Let us denote the angle the minute hand makes when it from 12 o’clock to number 5 as ${{\theta }_{M}}$ and the angle hour hand makes when it moves from 12 o’clock to number 4, 5 and somewhere between 4 to 5 at ratio 25: 35 on 4.25AM as ${{\theta }_{4}},{{\theta }_{5}},{{\theta }_{H}}$ respectively. So the angle between hour hand and minute hand at the time 4.35 AM that is ${{\theta }_{HM}}={{\theta }_{M}}-{{\theta }_{H}}$\[\]

We observe that when the minute hand moves from 12 to 5 it passes 5 numbers. So we have,
\[{{\theta }_{M}}=5\times {{30}^{\circ }}={{150}^{\circ }}\]
We observe that when the hour hand moves from 12 to 4 it passes 4 numbers, when it passes 12 to 5 it passes 5 numbers. So we have,
\[\begin{align}
  & {{\theta }_{4}}=4\times {{30}^{\circ }}={{120}^{\circ }} \\
 & {{\theta }_{5}}=5\times {{30}^{\circ }}={{150}^{\circ }} \\
\end{align}\]
We can take weighted average of ${{\theta }_{4}},{{\theta }_{5}}$ with weights 35, 25 respectively to find the angle made by hour hand when it moves from 12 AM to 4.25 Am. So we have,
\[{{\theta }_{M}}=\dfrac{35\times {{\theta }_{4}}+25\times {{\theta }_{5}}}{25+35}=\dfrac{35\times 120+25\times 150}{25+35}=\dfrac{8250}{60}=132{{\dfrac{1}{2}}^{\circ }}\]
So the measure of required angle is
\[{{\theta }_{HM}}={{\theta }_{M}}-{{\theta }_{H}}=150-132\dfrac{1}{2}=17{{\dfrac{1}{2}}^{\circ }}\]
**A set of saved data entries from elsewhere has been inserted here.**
// SPDX-License-Identifier: MIT

//! Scene processor: turns one parsed transcript into a generated image
//! plus a metadata (or error) artifact, retrying the image renderer on
//! transient unreachability.

use std::time::{Duration, Instant};

use serde::Serialize;
use tracing::{error, info, warn};

use dnd_adapters::image_client::{ImageClient, ImageClientError, ImageRequest, ImageResponse};
use dnd_adapters::llm_client::{parse_llm_response, LlmClient, LlmResponse, SceneDescription};
use dnd_core::config::FallbackMode;
use dnd_core::time_fmt::{hhmm_prefix, now_iso8601};

use crate::artifact::ArtifactPaths;
use crate::parser::{parse_transcript, ParseError, SceneTranscript};

#[derive(Debug, thiserror::Error)]
pub enum ProcessorError {
    #[error(transparent)]
    Parse(#[from] ParseError),
    #[error("failed to write artifact {path}: {source}")]
    WriteArtifact {
        path: String,
        #[source]
        source: std::io::Error,
    },
    #[error("failed to serialize metadata: {0}")]
    Serialize(#[from] serde_json::Error),
}

const SYSTEM_PROMPT: &str = r#"You are an expert Dungeons & Dragons scene analyst and image prompt generator specialized for the "dndstyle" LoRA model.

Given a transcript excerpt from the last few minutes of a session, identify the current scene and respond with a single JSON object, no surrounding prose:

{"szenenbeschreibung": "...", "dndstyle_prompt": "dndstyle, ...", "wichtige_elemente": ["..."], "stimmung": "..."}

The "dndstyle_prompt" field MUST start with the word "dndstyle" as the trigger word, followed by a detailed image generation prompt."#;

fn build_full_prompt(transcript: &SceneTranscript) -> String {
    let transcript_content = transcript.segmente_als_text();
    format!(
        "{system}\n\nHere is a D&D session transcript excerpt from the last 5 minutes:\n\n{content}\n\nPlease analyze this transcript and respond with the JSON object described above.",
        system = SYSTEM_PROMPT,
        content = transcript_content,
    )
}

pub struct ProcessorServices {
    pub llm: LlmClient,
    pub image: ImageClient,
    pub fallback_mode: FallbackMode,
    pub max_retries: u32,
    pub retry_delay: Duration,
}

#[derive(Debug, Serialize)]
struct SceneMetadata<'a> {
    scene_name: &'a str,
    transcript_file: String,
    generation_timestamp: String,
    generation_time_seconds: f64,
    transcript_metadata: &'a crate::parser::TranscriptMetadata,
    segmente_count: usize,
    segmente_text: String,
    llm_result: Option<&'a SceneDescription>,
    llm_full_response: &'a str,
    dndstyle_prompt: &'a str,
    szenenbeschreibung: &'a str,
    #[serde(skip_serializing_if = "is_empty_slice")]
    wichtige_elemente: &'a [String],
    #[serde(skip_serializing_if = "is_empty_str")]
    stimmung: &'a str,
    #[serde(skip_serializing_if = "Option::is_none")]
    image_file: Option<String>,
    image_generation_result: Option<&'a ImageResponse>,
    generation_attempts: u32,
}

#[derive(Debug, Serialize)]
struct ErrorMetadata<'a> {
    scene_name: &'a str,
    error: &'a str,
    timestamp: String,
    #[serde(skip_serializing_if = "Option::is_none")]
    dndstyle_prompt: Option<&'a str>,
    #[serde(skip_serializing_if = "Option::is_none")]
    szenenbeschreibung: Option<&'a str>,
    #[serde(skip_serializing_if = "Option::is_none")]
    llm_result: Option<&'a SceneDescription>,
    failed_attempts: u32,
}

/// What happened to a scene after one processing pass. The caller (the
/// reconciler) is the one that writes this back into the tracking store;
/// the processor only ever touches artifact files.
#[derive(Debug)]
pub enum ProcessOutcome {
    Completed {
        attempts: u32,
        /// Observability note for the tracking record, e.g. set when the
        /// image was produced via `prompt_only`/`mock` fallback or when
        /// the LLM response had to be recovered via fallback parsing.
        details: Option<String>,
    },
    Failed {
        reason: String,
    },
}

pub struct SceneProcessor {
    watched_dir: std::path::PathBuf,
    output_dir: std::path::PathBuf,
    services: ProcessorServices,
}

impl SceneProcessor {
    pub fn new(watched_dir: std::path::PathBuf, output_dir: std::path::PathBuf, services: ProcessorServices) -> Self {
        Self {
            watched_dir,
            output_dir,
            services,
        }
    }

    pub async fn process(&self, scene_id: &dnd_core::SceneId) -> Result<ProcessOutcome, ProcessorError> {
        let paths = ArtifactPaths::for_scene(&self.watched_dir, &self.output_dir, scene_id);
        let transcript = parse_transcript(&paths.transcript)?;

        let full_prompt = build_full_prompt(&transcript);
        let raw_response = match self.services.llm.chat(&full_prompt).await {
            Ok(text) => text,
            Err(err) => {
                error!(scene = %scene_id, error = %err, "llm chat failed after its own retries, scene terminally failed");
                let reason = err.to_string();
                self.write_error_metadata(scene_id, &paths, &reason, None, None, None)?;
                return Ok(ProcessOutcome::Failed { reason });
            }
        };

        let hhmm = hhmm_prefix();
        let parsed = parse_llm_response(&raw_response, &hhmm);

        self.generate_image(scene_id, &paths, &transcript, &raw_response, &parsed)
            .await
    }

    async fn generate_image(
        &self,
        scene_id: &dnd_core::SceneId,
        paths: &ArtifactPaths,
        transcript: &SceneTranscript,
        full_response: &str,
        parsed: &LlmResponse,
    ) -> Result<ProcessOutcome, ProcessorError> {
        let image_filename = scene_id.image_filename();
        let dndstyle_prompt = parsed.prompt().to_string();
        let szenenbeschreibung = szenenbeschreibung_of(parsed, full_response);
        let llm_details = llm_fallback_details(parsed);
        let start = Instant::now();

        let mut last_err: Option<ImageClientError> = None;
        for attempt in 1..=self.services.max_retries.max(1) {
            let request = ImageRequest {
                prompt: dndstyle_prompt.clone(),
                file: image_filename.clone(),
            };

            match self.services.image.generate(&request).await {
                Ok(response) => {
                    let generation_time = start.elapsed().as_secs_f64();
                    self.write_success_metadata(
                        paths,
                        transcript,
                        full_response,
                        &dndstyle_prompt,
                        &szenenbeschreibung,
                        parsed,
                        Some(image_filename.clone()),
                        Some(&response),
                        generation_time,
                        attempt,
                    )?;
                    let _ = std::fs::remove_file(&paths.error);
                    info!(scene = %scene_id, attempt, "scene processed successfully");
                    return Ok(ProcessOutcome::Completed {
                        attempts: attempt,
                        details: llm_details,
                    });
                }
                Err(err @ ImageClientError::Unreachable { .. }) if attempt < self.services.max_retries => {
                    warn!(scene = %scene_id, attempt, error = %err, "image server unreachable, retrying");
                    last_err = Some(err);
                    tokio::time::sleep(self.services.retry_delay).await;
                }
                Err(err) => {
                    error!(scene = %scene_id, error = %err, "image generation failed");
                    last_err = Some(err);
                    break;
                }
            }
        }

        let reason = last_err
            .map(|e| e.to_string())
            .unwrap_or_else(|| "image generation failed for an unknown reason".to_string());

        match self.services.fallback_mode {
            FallbackMode::Mock => {
                std::fs::write(&paths.image, []).map_err(|source| ProcessorError::WriteArtifact {
                    path: paths.image.display().to_string(),
                    source,
                })?;
                let generation_time = start.elapsed().as_secs_f64();
                self.write_success_metadata(
                    paths,
                    transcript,
                    full_response,
                    &dndstyle_prompt,
                    &szenenbeschreibung,
                    parsed,
                    Some(image_filename.clone()),
                    None,
                    generation_time,
                    self.services.max_retries,
                )?;
                let _ = std::fs::remove_file(&paths.error);
                Ok(ProcessOutcome::Completed {
                    attempts: self.services.max_retries,
                    details: Some(combine_details("mock fallback used in place of a rendered image", llm_details)),
                })
            }
            FallbackMode::PromptOnly => {
                let _ = std::fs::remove_file(&paths.image);
                let generation_time = start.elapsed().as_secs_f64();
                self.write_success_metadata(
                    paths,
                    transcript,
                    full_response,
                    &dndstyle_prompt,
                    &szenenbeschreibung,
                    parsed,
                    None,
                    None,
                    generation_time,
                    self.services.max_retries,
                )?;
                let _ = std::fs::remove_file(&paths.error);
                Ok(ProcessOutcome::Completed {
                    attempts: self.services.max_retries,
                    details: Some(combine_details("prompt_only fallback used, no image generated", llm_details)),
                })
            }
            FallbackMode::Skip => {
                self.write_error_metadata(
                    scene_id,
                    paths,
                    &reason,
                    Some(&dndstyle_prompt),
                    Some(&szenenbeschreibung),
                    structured_llm_result(parsed),
                )?;
                Ok(ProcessOutcome::Failed { reason })
            }
        }
    }

    #[allow(clippy::too_many_arguments)]
    fn write_success_metadata(
        &self,
        paths: &ArtifactPaths,
        transcript: &SceneTranscript,
        full_response: &str,
        dndstyle_prompt: &str,
        szenenbeschreibung: &str,
        parsed: &LlmResponse,
        image_filename: Option<String>,
        image_generation_result: Option<&ImageResponse>,
        generation_time_seconds: f64,
        attempts: u32,
    ) -> Result<(), ProcessorError> {
        let (wichtige_elemente, stimmung): (&[String], &str) = match parsed {
            LlmResponse::Structured(SceneDescription {
                wichtige_elemente,
                stimmung,
                ..
            }) => (wichtige_elemente.as_slice(), stimmung.as_str()),
            LlmResponse::Raw { .. } => (&[], ""),
        };

        let metadata = SceneMetadata {
            scene_name: transcript.scene_id.as_str(),
            transcript_file: paths
                .transcript
                .file_name()
                .map(|n| n.to_string_lossy().into_owned())
                .unwrap_or_default(),
            generation_timestamp: now_iso8601(),
            generation_time_seconds,
            transcript_metadata: &transcript.metadata,
            segmente_count: transcript.segmente.len(),
            segmente_text: transcript.segmente_als_text(),
            llm_result: structured_llm_result(parsed),
            llm_full_response: full_response,
            dndstyle_prompt,
            szenenbeschreibung,
            wichtige_elemente,
            stimmung,
            image_file: image_filename,
            image_generation_result,
            generation_attempts: attempts,
        };

        let rendered = serde_json::to_string_pretty(&metadata)?;
        std::fs::write(&paths.metadata, rendered).map_err(|source| ProcessorError::WriteArtifact {
            path: paths.metadata.display().to_string(),
            source,
        })
    }

    fn write_error_metadata(
        &self,
        scene_id: &dnd_core::SceneId,
        paths: &ArtifactPaths,
        reason: &str,
        dndstyle_prompt: Option<&str>,
        szenenbeschreibung: Option<&str>,
        llm_result: Option<&SceneDescription>,
    ) -> Result<(), ProcessorError> {
        let metadata = ErrorMetadata {
            scene_name: scene_id.as_str(),
            error: reason,
            timestamp: now_iso8601(),
            dndstyle_prompt,
            szenenbeschreibung,
            llm_result,
            failed_attempts: self.services.max_retries,
        };
        let rendered = serde_json::to_string_pretty(&metadata)?;
        std::fs::write(&paths.error, rendered).map_err(|source| ProcessorError::WriteArtifact {
            path: paths.error.display().to_string(),
            source,
        })
    }
}

/// The structured LLM result, when the parser's primary JSON path
/// succeeded. `None` on the raw-fallback path, where there is no
/// structured object to report.
fn structured_llm_result(parsed: &LlmResponse) -> Option<&SceneDescription> {
    match parsed {
        LlmResponse::Structured(desc) => Some(desc),
        LlmResponse::Raw { .. } => None,
    }
}

/// The German "scene description" field: taken straight from the model's
/// structured response, or reconstructed from the cleaned full response
/// when the parser had to fall through to a recovery stage.
fn szenenbeschreibung_of(parsed: &LlmResponse, full_response: &str) -> String {
    match parsed {
        LlmResponse::Structured(desc) => desc.szenenbeschreibung.clone(),
        LlmResponse::Raw { .. } => {
            let trimmed = full_response.trim();
            if trimmed.is_empty() {
                "No description available".to_string()
            } else {
                trimmed.to_string()
            }
        }
    }
}

fn llm_fallback_details(parsed: &LlmResponse) -> Option<String> {
    if parsed.is_fallback() {
        Some("llm response recovered via fallback parsing".to_string())
    } else {
        None
    }
}

fn is_empty_slice(v: &&[String]) -> bool {
    v.is_empty()
}

fn is_empty_str(v: &&str) -> bool {
    v.is_empty()
}

fn combine_details(primary: &str, llm_details: Option<String>) -> String {
    match llm_details {
        Some(extra) => format!("{primary}; {extra}"),
        None => primary.to_string(),
    }
}

#[cfg(test)]
#[path = "processor_tests.rs"]
mod tests;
So, the correct answer is “Option A”.

Note: We note that we took the weights for ${{\theta }_{4}},{{\theta }_{5}}$ as 35, 25 not 25, 35 as obtained from the ratio 25:35 because we are measuring the angle difference from the minute hand not the hour hand. We can directly find the required angle as by the formula $\Delta \theta =\left| {{\theta }_{h}}-{{\theta }_{m}} \right|$ where ${{\theta }_{h}}={{0.5}^{\circ }}\left( 60\times H\times M \right)$ and ${{\theta }_{m}}={{6}^{\circ }}\times M$ where ${{\theta }_{h}},{{\theta }_{m}}$ are the angle of our hand and minute hand measured clockwise from 12 o’clock positions, $H$ is the hour and $M$ is the minute passed hour.